About this exercise: If a line in the entries includes "jsonwebtoken", show that line.

(Saved entries)
****************************************

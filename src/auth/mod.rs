//! Bearer-token identity for incoming requests.
//!
//! Tokens are issued elsewhere; this module only verifies them (HS256,
//! expiry, issuer) and turns the claims into a [`Principal`].

use std::{str::FromStr, sync::Arc};

use async_trait::async_trait;
use axum::{
    extract::{FromRef, FromRequestParts},
    http::{header, request::Parts},
};
use jsonwebtoken::{decode, Algorithm, DecodingKey, Validation};
use serde::{Deserialize, Serialize};
use tracing::debug;

use crate::{entities::UserRole, errors::ServiceError};

/// Claim structure for JWT tokens
#[derive(Debug, Clone, Serialize, Deserialize)]
pub struct Claims {
    /// Subject: the numeric user id
    pub sub: String,
    pub role: String,
    pub exp: usize,
    pub iss: String,
}

/// The acting user of a lifecycle operation.
#[derive(Debug, Clone, Copy, PartialEq, Eq, Serialize, Deserialize)]
pub struct Principal {
    pub user_id: i64,
    pub role: UserRole,
}

impl Principal {
    pub fn new(user_id: i64, role: UserRole) -> Self {
        Self { user_id, role }
    }

    pub fn is_admin(&self) -> bool {
        self.role.is_admin()
    }
}

impl TryFrom<Claims> for Principal {
    type Error = ServiceError;

    fn try_from(claims: Claims) -> Result<Self, Self::Error> {
        let user_id = claims
            .sub
            .parse::<i64>()
            .map_err(|_| ServiceError::Unauthorized("token subject is not a user id".to_string()))?;
        let role = UserRole::from_str(&claims.role)
            .map_err(|_| ServiceError::Unauthorized(format!("unknown role '{}'", claims.role)))?;
        Ok(Self { user_id, role })
    }
}

/// Verifies bearer tokens against the configured secret and issuer.
#[derive(Clone)]
pub struct TokenVerifier {
    key: DecodingKey,
    validation: Validation,
}

impl TokenVerifier {
    pub fn new(secret: &str, issuer: &str) -> Self {
        let mut validation = Validation::new(Algorithm::HS256);
        validation.set_issuer(&[issuer]);
        Self {
            key: DecodingKey::from_secret(secret.as_bytes()),
            validation,
        }
    }

    pub fn verify(&self, token: &str) -> Result<Principal, ServiceError> {
        let claims = decode::<Claims>(token, &self.key, &self.validation)
            .map_err(|e| match e.kind() {
                jsonwebtoken::errors::ErrorKind::ExpiredSignature => {
                    ServiceError::Unauthorized("token expired".to_string())
                }
                _ => {
                    debug!(error = %e, "rejected bearer token");
                    ServiceError::Unauthorized("invalid token".to_string())
                }
            })?
            .claims;
        Principal::try_from(claims)
    }
}

fn bearer_token(parts: &Parts) -> Option<&str> {
    parts
        .headers
        .get(header::AUTHORIZATION)?
        .to_str()
        .ok()?
        .strip_prefix("Bearer ")
        .map(str::trim)
        .filter(|token| !token.is_empty())
}

#[async_trait]
impl<S> FromRequestParts<S> for Principal
where
    S: Send + Sync,
    Arc<TokenVerifier>: FromRef<S>,
{
    type Rejection = ServiceError;

    async fn from_request_parts(parts: &mut Parts, state: &S) -> Result<Self, Self::Rejection> {
        let verifier = Arc::<TokenVerifier>::from_ref(state);
        let token = bearer_token(parts).ok_or_else(|| {
            ServiceError::Unauthorized("missing bearer token".to_string())
        })?;
        verifier.verify(token)
    }
}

****************************************

Written answer:
use jsonwebtoken::{decode, Algorithm, DecodingKey, Validation};
                jsonwebtoken::errors::ErrorKind::ExpiredSignature => {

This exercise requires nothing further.